DOJ argues that because the policy has not been fully implemented and none of the plaintiffs "face a current or imminent threat of injury during the interim period while the policy is being studied," it should be dismissed.
"The government’s response reads like pure fiction," said Jennifer Levi, Director of GLBTQ Legal Advocates & Defenders' (GLAD) Transgender Rights Project, one of the groups that brought the lawsuit. "It states a fantasy that the president’s announcement of a ban on military service for transgender people has changed nothing," she added in a statement.
At the end of August, President Donald Trump signed a memo on formally directing the Pentagon to ban transgender individuals from openly serving in the U.S. military. The directive gave the Department of Defense six months to develop an implementation plan that will go into effect on March 23, 2018. Trump also directed DOD to stop gender transition-related surgeries with exceptions for individuals whose procedures are underway.

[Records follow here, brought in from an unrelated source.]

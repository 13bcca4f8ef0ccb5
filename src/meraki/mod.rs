//! Meraki Dashboard API access

mod client;
mod link;
mod types;

pub(crate) use client::MerakiClient;
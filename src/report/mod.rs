//! Monthly attendance CSV report and its table view

mod table;
mod writer;

pub(crate) use table::print_report_table;
pub(crate) use writer::{Report, ReportRow};
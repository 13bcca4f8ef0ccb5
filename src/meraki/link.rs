//! `Link` response header parsing (RFC 8288)
//!
//! Meraki paginates with headers like:
//! `<https://n1.meraki.com/api/v1/networks/N_1/clients?perPage=1000&startingAfter=a>; rel=first, <...>; rel=next`

/// URL of the first link whose relation types include `rel`.
pub(crate) fn find_link(header: &str, rel: &str) -> Option<String> {
    let mut rest = header;
    while let Some(open) = rest.find('<') {
        let after_open = &rest[open + 1..];
        let close = after_open.find('>')?;
        let url = after_open[..close].trim();
        let params_and_more = &after_open[close + 1..];
        let params_end = params_and_more.find('<').unwrap_or(params_and_more.len());
        let params = &params_and_more[..params_end];

        if params
            .split(';')
            .filter_map(|param| param.split_once('='))
            .filter(|(key, _)| key.trim().eq_ignore_ascii_case("rel"))
            .any(|(_, value)| {
                value
                    .trim()
                    .trim_end_matches(',')
                    .trim()
                    .trim_matches('"')
                    .split_ascii_whitespace()
                    .any(|r| r.eq_ignore_ascii_case(rel))
            })
        {
            return Some(url.to_string());
        }

        rest = &params_and_more[params_end..];
    }
    None
}

pub(crate) fn next_link(header: &str) -> Option<String> {
    find_link(header, "next")
}

#[cfg(test)]
mod tests {
    use super::*;

    #[test]
    fn finds_next_among_several_links() {
        let header = "<https://n1.meraki.com/api/v1/networks/N_1/clients?perPage=1000>; rel=first, \
                      <https://n1.meraki.com/api/v1/networks/N_1/clients?perPage=1000&startingAfter=k1>; rel=next, \
                      <https://n1.meraki.com/api/v1/networks/N_1/clients?perPage=1000&endingBefore=z>; rel=last";
        assert_eq!(
            next_link(header).as_deref(),
            Some("https://n1.meraki.com/api/v1/networks/N_1/clients?perPage=1000&startingAfter=k1")
        );
    }

    #[test]
    fn last_page_has_no_next() {
        let header = "<https://api.test/clients?a=1>; rel=first, <https://api.test/clients?b=2>; rel=prev";
        assert_eq!(next_link(header), None);
    }

    #[test]
    fn quoted_and_multi_valued_rel() {
        assert_eq!(
            next_link(r#"<https://api.test/p2>; rel="next""#).as_deref(),
            Some("https://api.test/p2")
        );
        assert_eq!(
            next_link(r#"<https://api.test/p2>; title="x"; rel="prefetch next""#).as_deref(),
            Some("https://api.test/p2")
        );
    }

    #[test]
    fn rel_is_case_insensitive_and_spacing_tolerant() {
        assert_eq!(
            next_link("<https://api.test/p2> ;REL = NEXT").as_deref(),
            Some("https://api.test/p2")
        );
    }

    #[test]
    fn url_with_comma_is_kept_whole() {
        assert_eq!(
            next_link("<https://api.test/p?ids=1,2>; rel=next").as_deref(),
            Some("https://api.test/p?ids=1,2")
        );
    }

    #[test]
    fn empty_or_garbage_header_has_no_next() {
        assert_eq!(next_link(""), None);
        assert_eq!(next_link("rel=next"), None);
        assert_eq!(next_link("<https://api.test/unterminated; rel=next"), None);
    }

    #[test]
    fn nextpage_is_not_next() {
        assert_eq!(next_link("<https://api.test/p2>; rel=nextpage"), None);
    }
}
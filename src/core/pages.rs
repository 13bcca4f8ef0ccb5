//! Lazy pagination over a link-chained listing endpoint
//!
//! A `Pages` iterator starts at the first page and follows each page's `next`
//! link until a page arrives without one. It stops for good after the first
//! error; the only way to recount is to start a new iterator from page one.

use crate::error::ApiError;

/// Which request to issue next
#[derive(Debug, Clone, PartialEq, Eq)]
pub(crate) enum PageRequest {
    /// The initial request, built from the source's own query parameters
    First,
    /// A follow-up request to a server-provided URL, sent verbatim
    Next(String),
}

#[derive(Debug)]
pub(crate) struct Page<T> {
    pub(crate) items: Vec<T>,
    pub(crate) next: Option<String>,
}

/// Anything that can fetch one page of a paginated listing
pub(crate) trait PageSource {
    type Item;

    fn fetch(&self, request: &PageRequest) -> Result<Page<Self::Item>, ApiError>;
}

pub(crate) struct Pages<'a, S: PageSource> {
    source: &'a S,
    pending: Option<PageRequest>,
}

impl<'a, S: PageSource> Pages<'a, S> {
    pub(crate) fn new(source: &'a S) -> Self {
        Self {
            source,
            pending: Some(PageRequest::First),
        }
    }
}

impl<S: PageSource> Iterator for Pages<'_, S> {
    type Item = Result<Page<S::Item>, ApiError>;

    fn next(&mut self) -> Option<Self::Item> {
        let request = self.pending.take()?;
        match self.source.fetch(&request) {
            Ok(page) => {
                self.pending = page.next.clone().map(PageRequest::Next);
                Some(Ok(page))
            }
            Err(e) => Some(Err(e)),
        }
    }
}

impl<S: PageSource> std::iter::FusedIterator for Pages<'_, S> {}
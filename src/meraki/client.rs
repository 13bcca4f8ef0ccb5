//! Blocking Meraki Dashboard client for the network clients listing

use tracing::debug;

use crate::config::RunConfig;
use crate::consts::API_KEY_HEADER;
use crate::core::{Page, PageRequest, PageSource};
use crate::error::ApiError;

use super::link::next_link;
use super::types::ClientRecord;

/// A full page of 1000 clients is a few hundred KB; leave generous headroom.
const MAX_PAGE_BYTES: u64 = 64 * 1024 * 1024;

pub(crate) struct MerakiClient {
    agent: ureq::Agent,
    api_key: String,
    clients_url: String,
    timespan: u64,
    per_page: u32,
}

impl MerakiClient {
    pub(crate) fn new(config: &RunConfig) -> Self {
        Self {
            agent: ureq::Agent::new_with_defaults(),
            api_key: config.api_key.clone(),
            clients_url: clients_url(&config.base_url, &config.network_id),
            timespan: config.window_seconds,
            per_page: config.per_page,
        }
    }

    fn get(
        &self,
        request: &PageRequest,
    ) -> (String, ureq::RequestBuilder<ureq::typestate::WithoutBody>) {
        match request {
            PageRequest::First => {
                let builder = self
                    .agent
                    .get(&self.clients_url)
                    .query("timespan", self.timespan.to_string())
                    .query("perPage", self.per_page.to_string());
                (self.clients_url.clone(), builder)
            }
            // Follow-up links already carry every query parameter.
            PageRequest::Next(url) => (url.clone(), self.agent.get(url)),
        }
    }
}

impl PageSource for MerakiClient {
    type Item = ClientRecord;

    fn fetch(&self, request: &PageRequest) -> Result<Page<ClientRecord>, ApiError> {
        let (url, builder) = self.get(request);
        debug!(%url, "fetching clients page");

        let mut response = builder
            .header(API_KEY_HEADER, &self.api_key)
            .call()
            .map_err(|e| classify_error(&url, e))?;

        let link = link_header(response.headers());

        let body = response
            .body_mut()
            .with_config()
            .limit(MAX_PAGE_BYTES)
            .read_to_string()
            .map_err(|e| classify_error(&url, e))?;

        parse_page(&url, &body, link.as_deref())
    }
}

pub(crate) fn clients_url(base_url: &str, network_id: &str) -> String {
    format!(
        "{}/networks/{}/clients",
        base_url.trim_end_matches('/'),
        network_id
    )
}

pub(crate) fn parse_page(
    url: &str,
    body: &str,
    link_header: Option<&str>,
) -> Result<Page<ClientRecord>, ApiError> {
    let items: Vec<ClientRecord> =
        serde_json::from_str(body).map_err(|source| ApiError::MalformedResponse {
            url: url.to_string(),
            source,
        })?;
    Ok(Page {
        items,
        next: link_header.and_then(next_link),
    })
}

/// Every `Link` header line joined into one list. Servers may split links
/// across several lines.
fn link_header(headers: &ureq::http::HeaderMap) -> Option<String> {
    let values: Vec<&str> = headers
        .get_all(ureq::http::header::LINK)
        .iter()
        .filter_map(|v| v.to_str().ok())
        .collect();
    if values.is_empty() {
        None
    } else {
        Some(values.join(", "))
    }
}

fn classify_error(url: &str, err: ureq::Error) -> ApiError {
    let url = url.to_string();
    match err {
        ureq::Error::StatusCode(status @ (401 | 403)) => ApiError::Unauthorized { status, url },
        ureq::Error::StatusCode(404) => ApiError::NetworkNotFound { url },
        ureq::Error::StatusCode(status) => ApiError::Status { status, url },
        other => ApiError::Transport {
            url,
            source: Box::new(other),
        },
    }
}
use std::path::PathBuf;

use thiserror::Error;

#[derive(Debug, Error)]
pub(crate) enum AppError {
    #[error("Missing environment variable {name}")]
    MissingEnv { name: &'static str },

    #[error("Invalid configuration: {reason}")]
    InvalidConfig { reason: String },

    #[error("Failed to read config {}: {source}", path.display())]
    ConfigRead {
        path: PathBuf,
        source: std::io::Error,
    },

    #[error("Failed to parse config {}: {source}", path.display())]
    ConfigParse {
        path: PathBuf,
        source: toml::de::Error,
    },

    #[error("Invalid timezone: {input}")]
    InvalidTimezone { input: String },

    #[error("{0}")]
    Api(#[from] ApiError),

    #[error("{0}")]
    Report(#[from] ReportError),
}

/// Failures talking to the Meraki Dashboard API. None of them are retried.
#[derive(Debug, Error)]
pub(crate) enum ApiError {
    #[error("Meraki API rejected the API key (HTTP {status}) for {url}")]
    Unauthorized { status: u16, url: String },

    #[error("Meraki network not found (HTTP 404) for {url}")]
    NetworkNotFound { url: String },

    #[error("Meraki API returned HTTP {status} for {url}")]
    Status { status: u16, url: String },

    #[error("Request to {url} failed: {source}")]
    Transport {
        url: String,
        source: Box<ureq::Error>,
    },

    #[error("Unexpected response shape from {url}: {source}")]
    MalformedResponse {
        url: String,
        source: serde_json::Error,
    },
}

#[derive(Debug, Error)]
pub(crate) enum ReportError {
    #[error("Failed to open report {}: {source}", path.display())]
    Open {
        path: PathBuf,
        source: std::io::Error,
    },

    #[error("Failed to write report {}: {source}", path.display())]
    Write { path: PathBuf, source: csv::Error },

    #[error("Failed to repair last line of report {}: {source}", path.display())]
    Repair {
        path: PathBuf,
        source: std::io::Error,
    },

    #[error("Failed to flush report {}: {source}", path.display())]
    Flush {
        path: PathBuf,
        source: std::io::Error,
    },

    #[error("Failed to read report {}: {source}", path.display())]
    Read { path: PathBuf, source: csv::Error },
}

#[cfg(test)]
mod tests {
    use super::*;

    #[test]
    fn app_error_display_missing_env() {
        let e = AppError::MissingEnv {
            name: "MERAKI_API_KEY",
        };
        assert_eq!(e.to_string(), "Missing environment variable MERAKI_API_KEY");
    }

    #[test]
    fn app_error_display_timezone() {
        let e = AppError::InvalidTimezone {
            input: "Mars/Olympus".to_string(),
        };
        assert_eq!(e.to_string(), "Invalid timezone: Mars/Olympus");
    }

    #[test]
    fn api_error_unauthorized() {
        let e = ApiError::Unauthorized {
            status: 401,
            url: "https://example.test/clients".to_string(),
        };
        assert_eq!(
            e.to_string(),
            "Meraki API rejected the API key (HTTP 401) for https://example.test/clients"
        );
    }

    #[test]
    fn api_error_not_found() {
        let e = ApiError::NetworkNotFound {
            url: "https://example.test/networks/N_1/clients".to_string(),
        };
        assert_eq!(
            e.to_string(),
            "Meraki network not found (HTTP 404) for https://example.test/networks/N_1/clients"
        );
    }

    #[test]
    fn app_error_from_api_error() {
        let api = ApiError::Status {
            status: 503,
            url: "u".to_string(),
        };
        let app: AppError = api.into();
        assert_eq!(app.to_string(), "Meraki API returned HTTP 503 for u");
    }

    #[test]
    fn report_error_open_includes_path() {
        let e = ReportError::Open {
            path: PathBuf::from("Attendance Count - June.csv"),
            source: std::io::Error::new(std::io::ErrorKind::PermissionDenied, "denied"),
        };
        assert_eq!(
            e.to_string(),
            "Failed to open report Attendance Count - June.csv: denied"
        );
    }
}
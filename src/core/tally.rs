//! Distinct-name tally for qualifying devices
//!
//! The Meraki clients listing repeats a device on every page it shows up on,
//! so the tally is a set keyed by the reported name. Two physical devices that
//! report the same name count once.

use std::collections::HashSet;

/// Anything that reports a display name the tally can key on
pub(crate) trait DeviceName {
    fn device_name(&self) -> Option<&str>;
}

#[derive(Debug)]
pub(crate) struct DeviceTally {
    prefix: String,
    names: HashSet<String>,
}

impl DeviceTally {
    pub(crate) fn new(prefix: impl Into<String>) -> Self {
        Self {
            prefix: prefix.into(),
            names: HashSet::new(),
        }
    }

    pub(crate) fn qualifies(&self, name: &str) -> bool {
        name.starts_with(&self.prefix)
    }

    /// Record a name. Returns true only for a qualifying name not seen before.
    pub(crate) fn insert(&mut self, name: &str) -> bool {
        if !self.qualifies(name) || self.names.contains(name) {
            return false;
        }
        self.names.insert(name.to_string())
    }

    pub(crate) fn extend<'a, I, T>(&mut self, devices: I) -> usize
    where
        I: IntoIterator<Item = &'a T>,
        T: DeviceName + 'a,
    {
        devices
            .into_iter()
            .filter_map(DeviceName::device_name)
            .filter(|name| self.insert(name))
            .count()
    }

    pub(crate) fn len(&self) -> usize {
        self.names.len()
    }

    #[cfg(test)]
    pub(crate) fn contains(&self, name: &str) -> bool {
        self.names.contains(name)
    }
}
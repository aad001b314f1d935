//! Read-only projections of an item list for display.
//!
//! Paired physical slots (`finger1`/`finger2`, `trinket1`/`trinket2`) collapse
//! into a single group here, while [`filter_by_slot`] still distinguishes them
//! by their original token.

use crate::models::{Item, Slot, SlotGroup};
use serde::Serialize;
use std::cmp::Reverse;

/// Items belonging to one display group
#[derive(Debug, Clone, PartialEq, Eq, Serialize)]
pub struct SlotSummary<'a> {
    pub group: SlotGroup,
    pub items: Vec<&'a Item>,
}

/// Group items into the 12 display groups, in display order.
///
/// Within a group equipped items come first, then higher item level; ties keep
/// profile order. Weapon slots belong to no group and are left out.
pub fn slot_summaries(items: &[Item]) -> Vec<SlotSummary<'_>> {
    SlotGroup::DISPLAY_ORDER
        .iter()
        .map(|&group| {
            let mut grouped: Vec<&Item> = items
                .iter()
                .filter(|item| item.slot.group() == Some(group))
                .collect();
            grouped.sort_by_key(|item| (Reverse(item.equipped), Reverse(item.details.item_level)));
            SlotSummary {
                group,
                items: grouped,
            }
        })
        .collect()
}

/// Items stored in `slot` or in its paired counterpart, in profile order.
///
/// Asking for `trinket2` also returns items stored as `trinket1`, so the two
/// physical slots can be compared side by side.
pub fn filter_by_slot(items: &[Item], slot: Slot) -> Vec<&Item> {
    let counterpart = slot.counterpart();
    items
        .iter()
        .filter(|item| item.slot == slot || Some(item.slot) == counterpart)
        .collect()
}
//! gearsheet - parse a character profile, enrich its gear and write a report.
//!
//! # Execution Flow
//!
//! 1. Load settings from `<config-dir>/settings.yaml` (+ `GEARSHEET_*` env vars)
//! 2. Initialize logging → `<log_dir>/gearsheet.<date>`, warnings also on stderr
//! 3. Load the static data table from `<config-dir>/game_data.yaml`
//! 4. Parse the profile into a character with unenriched items
//! 5. Enrich every item concurrently from the item API
//! 6. Build the report and write it as JSON to `--output` or stdout
//!
//! Any fatal error (unreadable profile, bad `level=`, unreachable item API,
//! missing data table) exits non-zero before anything is written.

use anyhow::{Context, Result};
use camino::Utf8PathBuf;
use clap::Parser;
use gearsheet::{
    APP_NAME, ConfigManager, Enricher, GearReport, HttpItemSource, Metrics, ProfileParser, VERSION,
};
use std::fs;
use std::io::Write;
use std::sync::Arc;

#[derive(Parser, Debug)]
#[command(name = "gearsheet", version, about = "Parse a gear profile and enrich it from the item API")]
struct Cli {
    /// Profile export to read
    profile: Utf8PathBuf,

    /// Directory containing game_data.yaml and settings.yaml
    #[arg(long, default_value = "data")]
    config_dir: Utf8PathBuf,

    /// Write the JSON report here instead of stdout
    #[arg(long, short)]
    output: Option<Utf8PathBuf>,

    /// Log at debug level and mirror all logs to stderr (warnings always go there)
    #[arg(long)]
    debug: bool,
}

fn main() -> Result<()> {
    let cli = Cli::parse();

    let config_manager = ConfigManager::new(&cli.config_dir);
    let settings = config_manager.load_settings()?;
    let debug_mode = cli.debug || settings.debug_mode;

    let _guard = gearsheet::logging::setup_logging_with_console(
        Utf8PathBuf::from(&settings.log_dir).as_path(),
        APP_NAME,
        debug_mode,
        debug_mode,
    )?;

    tracing::info!("Starting {} v{}", APP_NAME, VERSION);
    config_manager.log_settings(&settings);

    // Loaded once, read-only from here on
    let game_data = Arc::new(config_manager.load_game_data()?);
    let metrics = Arc::new(Metrics::new());

    let parser = ProfileParser::new(&game_data)?.with_metrics(metrics.clone());
    let mut character = parser.parse_file(&cli.profile)?;

    let runtime = tokio::runtime::Builder::new_multi_thread()
        .enable_all()
        .thread_name("gearsheet-worker")
        .build()?;

    let source = Arc::new(
        HttpItemSource::new(&settings).context("Failed to build item API client")?,
    );
    let enricher = Enricher::new(source, settings.locale.clone()).with_metrics(metrics.clone());

    let summary = runtime
        .block_on(enricher.enrich_character(&mut character))
        .context("Enrichment failed, no report written")?;

    tracing::info!(
        "Enriched {}/{} items for {} ({} {})",
        summary.enriched,
        summary.requested,
        character.name,
        character.spec,
        character.class
    );

    let report = GearReport::build(&character, &game_data, &settings.locale);
    let json = serde_json::to_string_pretty(&report).context("Failed to serialize report")?;

    match &cli.output {
        Some(path) => {
            fs::write(path, json).with_context(|| format!("Failed to write report: {}", path))?;
            tracing::info!("Report written to {}", path);
        }
        None => {
            let mut stdout = std::io::stdout().lock();
            writeln!(stdout, "{}", json).context("Failed to write report to stdout")?;
        }
    }

    metrics.log_summary();
    Ok(())
}
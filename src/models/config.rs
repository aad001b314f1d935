use indexmap::IndexMap;
use serde::{Deserialize, Serialize};
use thiserror::Error;

/// Static data table from game_data.yaml
///
/// Loaded once at startup and shared read-only (behind `Arc`) by the parser,
/// the report builder and item helpers.
#[derive(Debug, Clone, Serialize, Deserialize)]
pub struct GameData {
    /// Item-set id → tier label (e.g. 1308 → "T21")
    #[serde(rename = "TierBonusIDs", default)]
    pub tier_bonus_ids: IndexMap<u32, String>,

    /// Stat id → stat name
    #[serde(rename = "StatIDs", default)]
    pub stat_ids: IndexMap<u32, String>,

    #[serde(rename = "Primary", default)]
    pub primary: Vec<String>,

    #[serde(rename = "Secondary", default)]
    pub secondary: Vec<String>,

    #[serde(rename = "Tertiary", default)]
    pub tertiary: Vec<String>,

    /// Locale → (label key → localized string)
    #[serde(rename = "I18N", default)]
    pub i18n: IndexMap<String, IndexMap<String, String>>,

    /// Class tokens accepted on `<class>=<name>` lines
    #[serde(rename = "Classes")]
    pub classes: Vec<String>,
}

/// Problems with a loaded [`GameData`] table
#[derive(Error, Debug, PartialEq, Eq)]
pub enum DataError {
    #[error("Game data defines no classes")]
    NoClasses,

    #[error("Game data table {0} is missing or empty")]
    EmptyTable(&'static str),

    #[error("Invalid class token in game data: {0:?}")]
    InvalidClassToken(String),
}

impl GameData {
    /// Check the invariants the parser and report builder rely on
    pub fn validate(&self) -> Result<(), DataError> {
        if self.classes.is_empty() {
            return Err(DataError::NoClasses);
        }
        if self.stat_ids.is_empty() {
            return Err(DataError::EmptyTable("StatIDs"));
        }
        if self.i18n.is_empty() {
            return Err(DataError::EmptyTable("I18N"));
        }

        for class in &self.classes {
            let valid = !class.is_empty()
                && class
                    .chars()
                    .all(|c| c.is_ascii_lowercase() || c.is_ascii_digit() || c == '_');
            if !valid {
                return Err(DataError::InvalidClassToken(class.clone()));
            }
        }

        Ok(())
    }

    /// Localized label, or `[key]` when the locale or key is unknown
    pub fn localize(&self, key: &str, locale: &str) -> String {
        self.i18n
            .get(locale)
            .and_then(|labels| labels.get(key))
            .cloned()
            .unwrap_or_else(|| format!("[{}]", key))
    }

    /// Tier label for an item set: `""` for no set, `"T??"` for an unknown set
    pub fn tier_bonus(&self, item_set_id: u32) -> &str {
        if item_set_id == 0 {
            return "";
        }
        self.tier_bonus_ids
            .get(&item_set_id)
            .map(String::as_str)
            .unwrap_or("T??")
    }

    pub fn stat_label(&self, stat_id: u32) -> Option<&str> {
        self.stat_ids.get(&stat_id).map(String::as_str)
    }
}

/// Empty tables with the standard class tokens; does not pass [`GameData::validate`]
impl Default for GameData {
    fn default() -> Self {
        Self {
            tier_bonus_ids: IndexMap::new(),
            stat_ids: IndexMap::new(),
            primary: Vec::new(),
            secondary: Vec::new(),
            tertiary: Vec::new(),
            i18n: IndexMap::new(),
            classes: default_classes(),
        }
    }
}

fn default_classes() -> Vec<String> {
    [
        "warrior",
        "paladin",
        "hunter",
        "rogue",
        "priest",
        "deathknight",
        "shaman",
        "mage",
        "warlock",
        "monk",
        "druid",
        "demonhunter",
    ]
    .iter()
    .map(|c| c.to_string())
    .collect()
}

/// Runtime settings from settings.yaml, overridable by `GEARSHEET_*` env vars
#[derive(Debug, Clone, Serialize, Deserialize)]
#[serde(default)]
pub struct Settings {
    pub api_base_url: String,
    pub api_key: String,
    pub locale: String,

    /// Per-lookup timeout; 0 disables it
    pub request_timeout_secs: u64,

    pub debug_mode: bool,
    pub log_dir: String,
}

impl Default for Settings {
    fn default() -> Self {
        Self {
            api_base_url: "https://us.api.battle.net".to_string(),
            api_key: String::new(),
            locale: "en_US".to_string(),
            request_timeout_secs: 30,
            debug_mode: false,
            log_dir: "logs".to_string(),
        }
    }
}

Trump's guidance effectively returns the Pentagon to its policy before June 2016, when then–Defense Secretary Ash Carter allowed transgender individuals to serve openly and permitted the funding of gender transition treatments and surgeries.
The president did not outline a policy for transgender individuals currently serving, leaving open the possibility that some transgender service members could keep their jobs. At the end of August, Defense Secretary Jim Mattis said that transgender service members will be allowed to continue to serve in the military while the Pentagon conducts its implementation study.
"Plaintiffs’ lawsuit challenging military service requirements is premature and should be dismissed for many reasons, including that the Defense Department is actively reviewing such service requirements, as the president ordered, and because none of the Plaintiffs have established that they will be impacted by current policies on military service," said DOJ spokeswoman Lauren Ehrsam in a statement.
The plaintiffs in the case now have until Oct. 16, 2017 to respond to the government's filing, according to Levi.
Former Secretary of the Army Eric Fanning, who served under Obama, disagreed that the lawsuit is premature, saying that a commander-in-chief declaring intent to change the existing order is enough to harm transgender service members. "You have the commander-in-chief saying that there is a class of service members that he doesn't think should be in uniform," he said. "That sets a really negative tone for transgender service members."
Fanning, who was responsible for the U.S. Army's input to a Pentagon working group that assessed the effects of allowing transgender individuals to openly serve, said he found no reason it would hurt military readiness. "Every question should be asked about the impact on readiness, because that's the most important thing, but we asked and answered all those issues," he said.
According to Fanning, the determining factor should be an individual's ability to perform. "I think what you want to do is just, at all points possible, define the requirements for the job, and if an American can do that, I think you should celebrate that American wanting to serve," he said.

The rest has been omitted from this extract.